**WHAT TO PRODUCE**
Exactly the lines from the opening of the data through the line containing "a rebuild can" should be reproduced, please, with nothing added.

**Dataset entries**
☆ ☆ ☆

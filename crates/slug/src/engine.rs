use std::borrow::Cow;
use std::sync::{Arc, OnceLock};
use std::time::Instant;

use tracing::{debug, trace};

use crate::config::{
    Overrides, SlugOptions, DEFAULT_MAX_LENGTH, DEFAULT_MIN_LENGTH, DEFAULT_SEPARATOR,
};
use crate::decode::decode_lenient;
use crate::error::SlugError;
use crate::join::join_words;
use crate::pretranslate::Pretranslate;
use crate::sanitize::UnwantedMatcher;
use crate::segment::{segment, SpanKind};
use crate::transliterate::Transliterate;
use crate::truncate::{avoid_truncated_word, extract_phrase};

/// The slug engine.
///
/// Configuration lives in private fields. Setters that touch `safe_chars`
/// or `stop_words` rebuild the derived [`UnwantedMatcher`] and swap it in;
/// the matcher itself is never mutated. Calls take `&self`, so one engine can
/// be shared across threads, and setters take `&mut self`, so a rebuild can
/// never interleave with a call.
#[derive(Debug, Clone)]
pub struct Slugify {
    pretranslate: Pretranslate,
    transliterate: Transliterate,
    safe_chars: String,
    stop_words: Vec<String>,
    unwanted: Arc<UnwantedMatcher>,
    to_lower: bool,
    max_length: usize,
    min_length: usize,
    separator: String,
    capitalize: bool,
    extract_phrase: bool,
    truncate_words: bool,
}

impl Default for Slugify {
    fn default() -> Self {
        Self::builder().build()
    }
}

impl Slugify {
    /// Engine with the default configuration.
    pub fn new() -> Self {
        Self::default()
    }

    pub fn builder() -> SlugifyBuilder {
        SlugifyBuilder::default()
    }

    /// Builds an engine from plain-data options.
    ///
    /// Fails with [`SlugError::Configuration`] when the pretranslation table
    /// is invalid.
    pub fn from_options(options: &SlugOptions) -> Result<Self, SlugError> {
        let pretranslate = if options.pretranslate.is_empty() {
            Pretranslate::Identity
        } else {
            Pretranslate::from_pairs(options.pretranslate.clone())?
        };

        Ok(Self::builder()
            .pretranslate(pretranslate)
            .transliterate(options.transliterate.into())
            .safe_chars(options.safe_chars.clone())
            .stop_words(options.stop_words.clone())
            .to_lower(options.to_lower)
            .max_length(options.max_length)
            .min_length(options.min_length)
            .separator(options.separator.clone())
            .capitalize(options.capitalize)
            .extract_phrase(options.extract_phrase)
            .truncate_words(options.truncate_words)
            .build())
    }

    /// Slugifies `text` with the stored configuration.
    pub fn slugify(&self, text: &str) -> String {
        self.slugify_with(text, &Overrides::default())
    }

    /// Slugifies raw bytes, dropping sequences that are not valid UTF-8.
    pub fn slugify_bytes(&self, bytes: &[u8]) -> String {
        self.slugify_with(&decode_lenient(bytes), &Overrides::default())
    }

    pub fn slugify_bytes_with(&self, bytes: &[u8], overrides: &Overrides) -> String {
        self.slugify_with(&decode_lenient(bytes), overrides)
    }

    /// Slugifies `text`, letting `overrides` replace `max_length`,
    /// `separator`, `to_lower` and `capitalize` for this call only.
    ///
    /// An overridden `max_length` bounds the joined slug. Word-safe
    /// truncation and phrase extraction keep using the stored `max_length`.
    pub fn slugify_with(&self, text: &str, overrides: &Overrides) -> String {
        let start = Instant::now();
        let max_length = overrides.max_length.unwrap_or(self.max_length);
        let separator = overrides.separator.as_deref().unwrap_or(&self.separator);
        let to_lower = overrides.to_lower.unwrap_or(self.to_lower);
        let capitalize = overrides.capitalize.unwrap_or(self.capitalize);

        let assembled = if to_lower {
            self.translate(text).to_lowercase()
        } else {
            self.translate_spans(text)
        };

        let bounded = if self.extract_phrase {
            trace!(stage = "extract_phrase", "slugify_bound");
            extract_phrase(&assembled, self.max_length, self.min_length)
        } else if !self.truncate_words {
            trace!(stage = "avoid_truncated_word", "slugify_bound");
            avoid_truncated_word(&assembled, self.max_length)
        } else {
            trace!(stage = "deferred", "slugify_bound");
            Cow::Borrowed(assembled.as_str())
        };

        let words = self.unwanted.sanitize(&bounded);
        let mut slug = join_words(&words, separator, max_length);
        if capitalize {
            slug = capitalize_first(&slug);
        }

        debug!(
            input_len = text.len(),
            tokens = words.len(),
            slug_len = slug.len(),
            elapsed_micros = start.elapsed().as_micros(),
            "slugify"
        );
        slug
    }

    /// Pretranslate then transliterate the whole text.
    fn translate(&self, text: &str) -> String {
        let pre = self.pretranslate.apply(text);
        self.transliterate.apply(&pre).into_owned()
    }

    /// Translate span by span so acronym spans can be uppercased afterwards.
    fn translate_spans(&self, text: &str) -> String {
        let mut out = String::with_capacity(text.len());
        for span in segment(text) {
            let part = self.translate(span.text);
            match span.kind {
                SpanKind::Plain => out.push_str(&part),
                SpanKind::Upper => out.push_str(&part.to_uppercase()),
            }
        }
        out
    }

    pub fn pretranslate(&self) -> &Pretranslate {
        &self.pretranslate
    }

    pub fn transliterate(&self) -> &Transliterate {
        &self.transliterate
    }

    pub fn safe_chars(&self) -> &str {
        &self.safe_chars
    }

    pub fn stop_words(&self) -> &[String] {
        &self.stop_words
    }

    /// The derived matcher currently in use.
    pub fn unwanted(&self) -> &Arc<UnwantedMatcher> {
        &self.unwanted
    }

    pub fn to_lower(&self) -> bool {
        self.to_lower
    }

    pub fn max_length(&self) -> usize {
        self.max_length
    }

    pub fn min_length(&self) -> usize {
        self.min_length
    }

    pub fn separator(&self) -> &str {
        &self.separator
    }

    pub fn capitalize(&self) -> bool {
        self.capitalize
    }

    pub fn extract_phrase(&self) -> bool {
        self.extract_phrase
    }

    pub fn truncate_words(&self) -> bool {
        self.truncate_words
    }

    pub fn set_pretranslate(&mut self, pretranslate: Pretranslate) {
        self.pretranslate = pretranslate;
    }

    pub fn set_transliterate(&mut self, transliterate: Transliterate) {
        self.transliterate = transliterate;
    }

    pub fn set_safe_chars(&mut self, safe_chars: impl Into<String>) {
        self.safe_chars = safe_chars.into();
        self.rebuild_unwanted();
    }

    pub fn set_stop_words<I, S>(&mut self, stop_words: I)
    where
        I: IntoIterator<Item = S>,
        S: Into<String>,
    {
        self.stop_words = stop_words.into_iter().map(Into::into).collect();
        self.rebuild_unwanted();
    }

    pub fn set_to_lower(&mut self, to_lower: bool) {
        self.to_lower = to_lower;
    }

    pub fn set_max_length(&mut self, max_length: usize) {
        self.max_length = max_length;
    }

    pub fn set_min_length(&mut self, min_length: usize) {
        self.min_length = min_length;
    }

    pub fn set_separator(&mut self, separator: impl Into<String>) {
        self.separator = separator.into();
    }

    pub fn set_capitalize(&mut self, capitalize: bool) {
        self.capitalize = capitalize;
    }

    pub fn set_extract_phrase(&mut self, extract_phrase: bool) {
        self.extract_phrase = extract_phrase;
    }

    pub fn set_truncate_words(&mut self, truncate_words: bool) {
        self.truncate_words = truncate_words;
    }

    fn rebuild_unwanted(&mut self) {
        self.unwanted = Arc::new(UnwantedMatcher::new(&self.safe_chars, &self.stop_words));
    }
}

/// Builder for [`Slugify`]. Unset fields keep their defaults.
#[derive(Debug, Clone)]
pub struct SlugifyBuilder {
    pretranslate: Pretranslate,
    transliterate: Transliterate,
    safe_chars: String,
    stop_words: Vec<String>,
    to_lower: bool,
    max_length: usize,
    min_length: usize,
    separator: String,
    capitalize: bool,
    extract_phrase: bool,
    truncate_words: bool,
}

impl Default for SlugifyBuilder {
    fn default() -> Self {
        Self {
            pretranslate: Pretranslate::Identity,
            transliterate: Transliterate::default(),
            safe_chars: String::new(),
            stop_words: Vec::new(),
            to_lower: false,
            max_length: DEFAULT_MAX_LENGTH,
            min_length: DEFAULT_MIN_LENGTH,
            separator: DEFAULT_SEPARATOR.to_string(),
            capitalize: false,
            extract_phrase: false,
            truncate_words: false,
        }
    }
}

impl SlugifyBuilder {
    pub fn pretranslate(mut self, pretranslate: Pretranslate) -> Self {
        self.pretranslate = pretranslate;
        self
    }

    pub fn transliterate(mut self, transliterate: Transliterate) -> Self {
        self.transliterate = transliterate;
        self
    }

    pub fn safe_chars(mut self, safe_chars: impl Into<String>) -> Self {
        self.safe_chars = safe_chars.into();
        self
    }

    pub fn stop_words<I, S>(mut self, stop_words: I) -> Self
    where
        I: IntoIterator<Item = S>,
        S: Into<String>,
    {
        self.stop_words = stop_words.into_iter().map(Into::into).collect();
        self
    }

    pub fn to_lower(mut self, to_lower: bool) -> Self {
        self.to_lower = to_lower;
        self
    }

    pub fn max_length(mut self, max_length: usize) -> Self {
        self.max_length = max_length;
        self
    }

    pub fn min_length(mut self, min_length: usize) -> Self {
        self.min_length = min_length;
        self
    }

    pub fn separator(mut self, separator: impl Into<String>) -> Self {
        self.separator = separator.into();
        self
    }

    pub fn capitalize(mut self, capitalize: bool) -> Self {
        self.capitalize = capitalize;
        self
    }

    pub fn extract_phrase(mut self, extract_phrase: bool) -> Self {
        self.extract_phrase = extract_phrase;
        self
    }

    pub fn truncate_words(mut self, truncate_words: bool) -> Self {
        self.truncate_words = truncate_words;
        self
    }

    pub fn build(self) -> Slugify {
        let unwanted = Arc::new(UnwantedMatcher::new(&self.safe_chars, &self.stop_words));
        Slugify {
            pretranslate: self.pretranslate,
            transliterate: self.transliterate,
            safe_chars: self.safe_chars,
            stop_words: self.stop_words,
            unwanted,
            to_lower: self.to_lower,
            max_length: self.max_length,
            min_length: self.min_length,
            separator: self.separator,
            capitalize: self.capitalize,
            extract_phrase: self.extract_phrase,
            truncate_words: self.truncate_words,
        }
    }
}

/// Slugifies `text` with a shared default engine.
pub fn slugify(text: &str) -> String {
    static DEFAULT: OnceLock<Slugify> = OnceLock::new();
    DEFAULT.get_or_init(Slugify::new).slugify(text)
}

/// Uppercases the first char and leaves the rest alone.
fn capitalize_first(text: &str) -> String {
    let mut chars = text.chars();
    match chars.next() {
        Some(first) => first.to_uppercase().chain(chars).collect(),
        None => String::new(),
    }
}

☆ ☆ ☆

**TASK RESULT**
filename crates/slug/src/engine.rs
use std::borrow::Cow;
use std::sync::{Arc, OnceLock};
use std::time::Instant;

use tracing::{debug, trace};

use crate::config::{
    Overrides, SlugOptions, DEFAULT_MAX_LENGTH, DEFAULT_MIN_LENGTH, DEFAULT_SEPARATOR,
};
use crate::decode::decode_lenient;
use crate::error::SlugError;
use crate::join::join_words;
use crate::pretranslate::Pretranslate;
use crate::sanitize::UnwantedMatcher;
use crate::segment::{segment, SpanKind};
use crate::transliterate::Transliterate;
use crate::truncate::{avoid_truncated_word, extract_phrase};

/// The slug engine.
///
/// Configuration lives in private fields. Setters that touch `safe_chars`
/// or `stop_words` rebuild the derived [`UnwantedMatcher`] and swap it in;
/// the matcher itself is never mutated. Calls take `&self`, so one engine can
/// be shared across threads, and setters take `&mut self`, so a rebuild can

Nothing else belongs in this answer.